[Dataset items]
....................

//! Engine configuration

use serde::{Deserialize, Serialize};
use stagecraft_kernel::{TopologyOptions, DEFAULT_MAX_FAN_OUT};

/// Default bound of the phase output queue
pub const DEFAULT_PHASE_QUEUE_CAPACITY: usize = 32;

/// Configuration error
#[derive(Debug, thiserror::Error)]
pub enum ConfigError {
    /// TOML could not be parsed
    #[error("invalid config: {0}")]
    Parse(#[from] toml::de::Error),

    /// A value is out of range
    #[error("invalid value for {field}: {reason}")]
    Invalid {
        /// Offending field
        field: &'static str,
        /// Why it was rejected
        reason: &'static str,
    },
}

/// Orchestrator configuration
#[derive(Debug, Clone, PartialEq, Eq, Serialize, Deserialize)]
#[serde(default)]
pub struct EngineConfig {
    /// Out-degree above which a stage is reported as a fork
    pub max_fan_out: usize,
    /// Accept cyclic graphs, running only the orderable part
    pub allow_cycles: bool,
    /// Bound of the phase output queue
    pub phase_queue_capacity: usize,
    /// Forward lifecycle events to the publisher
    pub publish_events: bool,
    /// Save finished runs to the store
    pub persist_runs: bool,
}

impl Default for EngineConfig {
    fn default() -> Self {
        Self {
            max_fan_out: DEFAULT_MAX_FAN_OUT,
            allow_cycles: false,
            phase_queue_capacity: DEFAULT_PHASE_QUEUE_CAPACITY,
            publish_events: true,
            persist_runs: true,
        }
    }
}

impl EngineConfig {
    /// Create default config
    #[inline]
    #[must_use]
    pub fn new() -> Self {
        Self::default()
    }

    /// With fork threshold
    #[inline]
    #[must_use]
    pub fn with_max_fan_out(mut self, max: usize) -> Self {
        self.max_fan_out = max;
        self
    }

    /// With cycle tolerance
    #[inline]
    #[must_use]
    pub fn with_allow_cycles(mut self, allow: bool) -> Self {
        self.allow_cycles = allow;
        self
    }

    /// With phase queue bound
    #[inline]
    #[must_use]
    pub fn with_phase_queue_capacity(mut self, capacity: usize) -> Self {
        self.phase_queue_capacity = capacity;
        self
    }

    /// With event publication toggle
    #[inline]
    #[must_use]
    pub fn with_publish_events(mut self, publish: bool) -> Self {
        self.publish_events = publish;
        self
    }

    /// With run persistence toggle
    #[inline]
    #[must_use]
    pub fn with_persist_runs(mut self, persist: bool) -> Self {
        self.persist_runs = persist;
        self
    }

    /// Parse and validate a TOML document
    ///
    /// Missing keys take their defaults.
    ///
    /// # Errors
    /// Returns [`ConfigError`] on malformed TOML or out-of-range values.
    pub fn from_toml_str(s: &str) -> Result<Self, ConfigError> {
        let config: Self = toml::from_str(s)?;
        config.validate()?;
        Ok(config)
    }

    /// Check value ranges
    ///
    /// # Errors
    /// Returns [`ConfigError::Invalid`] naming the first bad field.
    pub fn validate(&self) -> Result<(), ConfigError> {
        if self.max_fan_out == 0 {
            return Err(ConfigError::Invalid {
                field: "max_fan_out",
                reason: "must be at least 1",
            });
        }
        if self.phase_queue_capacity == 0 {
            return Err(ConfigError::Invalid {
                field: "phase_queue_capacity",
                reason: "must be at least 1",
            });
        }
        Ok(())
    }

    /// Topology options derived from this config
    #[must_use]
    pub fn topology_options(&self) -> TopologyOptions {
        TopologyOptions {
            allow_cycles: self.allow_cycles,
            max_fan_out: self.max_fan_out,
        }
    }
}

....................

* WHAT IS BEING ASKED
Only the lines from the one containing "if self.phase_queue_capacity == 0" through the last line of the records are to be set down, exactly as they appear.

* SOLUTION FOR THIS TASK
        if self.phase_queue_capacity == 0 {
            return Err(ConfigError::Invalid {
                field: "phase_queue_capacity",
                reason: "must be at least 1",
            });
        }
        Ok(())
    }

    /// Topology options derived from this config
    #[must_use]
    pub fn topology_options(&self) -> TopologyOptions {
        TopologyOptions {
            allow_cycles: self.allow_cycles,
            max_fan_out: self.max_fan_out,
        }
    }
}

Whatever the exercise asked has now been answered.